_DATA SUPPLIED_

☆ ☆ ☆ ☆ ☆ ☆ ☆

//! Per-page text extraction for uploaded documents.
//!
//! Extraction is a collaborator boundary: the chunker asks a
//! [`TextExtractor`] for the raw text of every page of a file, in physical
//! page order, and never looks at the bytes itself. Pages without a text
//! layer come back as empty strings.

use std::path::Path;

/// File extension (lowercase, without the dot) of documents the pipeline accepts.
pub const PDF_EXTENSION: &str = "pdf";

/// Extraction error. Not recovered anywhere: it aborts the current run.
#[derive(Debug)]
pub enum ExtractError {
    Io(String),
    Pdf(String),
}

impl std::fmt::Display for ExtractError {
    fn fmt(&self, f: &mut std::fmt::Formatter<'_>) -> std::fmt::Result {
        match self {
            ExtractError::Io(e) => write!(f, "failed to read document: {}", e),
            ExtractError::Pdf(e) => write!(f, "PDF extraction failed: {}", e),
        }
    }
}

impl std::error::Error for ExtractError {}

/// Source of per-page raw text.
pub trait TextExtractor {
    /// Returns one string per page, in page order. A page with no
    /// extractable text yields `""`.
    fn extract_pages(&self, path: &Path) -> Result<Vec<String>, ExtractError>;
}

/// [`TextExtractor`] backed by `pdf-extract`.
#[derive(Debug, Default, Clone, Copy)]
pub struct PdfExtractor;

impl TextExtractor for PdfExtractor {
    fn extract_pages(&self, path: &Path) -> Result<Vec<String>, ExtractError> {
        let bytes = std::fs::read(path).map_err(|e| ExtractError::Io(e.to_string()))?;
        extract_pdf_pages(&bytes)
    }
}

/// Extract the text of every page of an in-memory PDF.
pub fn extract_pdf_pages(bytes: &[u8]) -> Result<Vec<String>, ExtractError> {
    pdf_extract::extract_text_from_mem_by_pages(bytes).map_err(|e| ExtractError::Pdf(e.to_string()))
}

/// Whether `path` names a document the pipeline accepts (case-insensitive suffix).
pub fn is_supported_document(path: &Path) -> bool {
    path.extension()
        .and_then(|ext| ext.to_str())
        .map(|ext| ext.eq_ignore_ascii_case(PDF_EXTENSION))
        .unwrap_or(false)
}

☆ ☆ ☆ ☆ ☆ ☆ ☆

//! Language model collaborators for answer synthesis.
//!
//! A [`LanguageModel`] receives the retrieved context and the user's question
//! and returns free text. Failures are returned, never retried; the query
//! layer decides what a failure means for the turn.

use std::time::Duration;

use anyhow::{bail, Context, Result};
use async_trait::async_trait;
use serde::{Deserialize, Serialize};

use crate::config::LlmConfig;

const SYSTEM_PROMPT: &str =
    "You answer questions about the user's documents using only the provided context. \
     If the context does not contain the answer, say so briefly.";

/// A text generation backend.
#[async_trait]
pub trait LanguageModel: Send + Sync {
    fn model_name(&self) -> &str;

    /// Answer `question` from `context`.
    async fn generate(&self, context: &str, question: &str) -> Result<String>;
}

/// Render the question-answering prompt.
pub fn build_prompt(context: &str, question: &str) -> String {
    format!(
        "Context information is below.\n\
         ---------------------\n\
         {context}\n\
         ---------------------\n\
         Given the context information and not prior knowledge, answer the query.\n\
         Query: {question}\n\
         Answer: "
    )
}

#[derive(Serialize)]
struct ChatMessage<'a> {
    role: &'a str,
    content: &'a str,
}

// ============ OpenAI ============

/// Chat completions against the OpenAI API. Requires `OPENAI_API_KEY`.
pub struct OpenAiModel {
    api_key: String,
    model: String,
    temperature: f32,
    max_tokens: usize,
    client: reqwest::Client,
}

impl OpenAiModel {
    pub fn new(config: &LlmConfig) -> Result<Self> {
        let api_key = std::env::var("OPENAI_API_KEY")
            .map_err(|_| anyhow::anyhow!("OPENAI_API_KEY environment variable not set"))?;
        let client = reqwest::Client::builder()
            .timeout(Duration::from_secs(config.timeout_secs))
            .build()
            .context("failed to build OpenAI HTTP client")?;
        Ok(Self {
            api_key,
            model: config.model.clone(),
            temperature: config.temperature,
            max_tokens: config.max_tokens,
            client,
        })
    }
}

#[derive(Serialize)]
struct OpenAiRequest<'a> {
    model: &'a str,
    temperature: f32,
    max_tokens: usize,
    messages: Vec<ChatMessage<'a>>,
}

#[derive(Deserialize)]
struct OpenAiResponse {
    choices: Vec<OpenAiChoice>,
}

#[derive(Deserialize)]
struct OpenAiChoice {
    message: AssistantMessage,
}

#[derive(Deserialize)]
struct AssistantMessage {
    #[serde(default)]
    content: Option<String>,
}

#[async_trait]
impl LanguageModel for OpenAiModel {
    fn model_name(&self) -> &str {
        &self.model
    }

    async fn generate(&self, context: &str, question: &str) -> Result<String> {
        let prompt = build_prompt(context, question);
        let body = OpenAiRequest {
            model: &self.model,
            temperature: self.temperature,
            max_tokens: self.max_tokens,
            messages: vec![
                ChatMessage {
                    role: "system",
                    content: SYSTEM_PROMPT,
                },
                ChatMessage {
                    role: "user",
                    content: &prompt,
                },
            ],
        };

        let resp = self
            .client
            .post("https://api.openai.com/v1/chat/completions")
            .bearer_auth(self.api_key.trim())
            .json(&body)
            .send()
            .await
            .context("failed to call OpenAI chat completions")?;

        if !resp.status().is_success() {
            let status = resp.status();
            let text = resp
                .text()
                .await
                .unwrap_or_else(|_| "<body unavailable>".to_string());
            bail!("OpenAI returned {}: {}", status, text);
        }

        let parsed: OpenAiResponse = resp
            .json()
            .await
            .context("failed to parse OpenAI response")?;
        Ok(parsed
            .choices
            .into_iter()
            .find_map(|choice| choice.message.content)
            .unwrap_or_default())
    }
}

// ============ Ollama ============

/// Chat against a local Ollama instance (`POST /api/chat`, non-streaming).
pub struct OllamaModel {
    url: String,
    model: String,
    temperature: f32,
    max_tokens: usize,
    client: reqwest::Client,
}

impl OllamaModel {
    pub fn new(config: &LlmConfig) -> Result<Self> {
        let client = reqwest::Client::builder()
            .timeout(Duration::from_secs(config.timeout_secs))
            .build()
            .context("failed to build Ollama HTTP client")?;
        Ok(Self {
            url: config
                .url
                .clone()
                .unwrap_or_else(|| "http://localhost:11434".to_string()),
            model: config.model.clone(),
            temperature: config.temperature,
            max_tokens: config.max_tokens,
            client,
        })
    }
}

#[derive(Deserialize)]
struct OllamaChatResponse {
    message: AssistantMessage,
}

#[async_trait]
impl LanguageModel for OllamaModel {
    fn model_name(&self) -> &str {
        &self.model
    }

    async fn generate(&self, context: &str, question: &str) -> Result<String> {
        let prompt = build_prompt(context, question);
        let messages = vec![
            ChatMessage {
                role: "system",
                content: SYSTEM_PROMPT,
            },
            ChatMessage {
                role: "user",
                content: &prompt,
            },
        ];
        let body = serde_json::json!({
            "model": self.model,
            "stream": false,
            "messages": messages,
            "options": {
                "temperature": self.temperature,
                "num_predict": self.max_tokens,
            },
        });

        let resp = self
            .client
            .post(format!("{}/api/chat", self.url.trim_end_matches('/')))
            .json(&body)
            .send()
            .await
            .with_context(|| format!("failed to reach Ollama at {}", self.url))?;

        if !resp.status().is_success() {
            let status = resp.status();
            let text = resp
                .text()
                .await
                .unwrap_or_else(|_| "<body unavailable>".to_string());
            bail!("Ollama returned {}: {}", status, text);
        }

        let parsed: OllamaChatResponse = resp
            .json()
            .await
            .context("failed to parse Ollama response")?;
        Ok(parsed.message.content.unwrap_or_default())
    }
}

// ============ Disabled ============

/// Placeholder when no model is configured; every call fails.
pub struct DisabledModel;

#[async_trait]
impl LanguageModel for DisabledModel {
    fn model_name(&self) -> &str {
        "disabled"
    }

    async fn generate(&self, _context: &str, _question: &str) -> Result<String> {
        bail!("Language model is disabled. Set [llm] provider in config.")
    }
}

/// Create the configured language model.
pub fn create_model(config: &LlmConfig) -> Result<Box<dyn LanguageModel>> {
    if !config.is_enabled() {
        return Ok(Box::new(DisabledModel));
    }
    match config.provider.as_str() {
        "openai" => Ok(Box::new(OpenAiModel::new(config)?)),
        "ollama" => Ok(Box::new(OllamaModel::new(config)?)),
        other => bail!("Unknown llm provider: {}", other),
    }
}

☆ ☆ ☆ ☆ ☆ ☆ ☆

_YOUR INSTRUCTIONS_
Referring to the material above, set down exactly the lines between the line with "without a text" and the line with "extractable text yields", inclusive, and no other lines.

_SOLUTION TO THIS TASK_
//! page order, and never looks at the bytes itself. Pages without a text
//! layer come back as empty strings.

use std::path::Path;

/// File extension (lowercase, without the dot) of documents the pipeline accepts.
pub const PDF_EXTENSION: &str = "pdf";

/// Extraction error. Not recovered anywhere: it aborts the current run.
#[derive(Debug)]
pub enum ExtractError {
    Io(String),
    Pdf(String),
}

impl std::fmt::Display for ExtractError {
    fn fmt(&self, f: &mut std::fmt::Formatter<'_>) -> std::fmt::Result {
        match self {
            ExtractError::Io(e) => write!(f, "failed to read document: {}", e),
            ExtractError::Pdf(e) => write!(f, "PDF extraction failed: {}", e),
        }
    }
}

impl std::error::Error for ExtractError {}

/// Source of per-page raw text.
pub trait TextExtractor {
    /// Returns one string per page, in page order. A page with no
    /// extractable text yields `""`.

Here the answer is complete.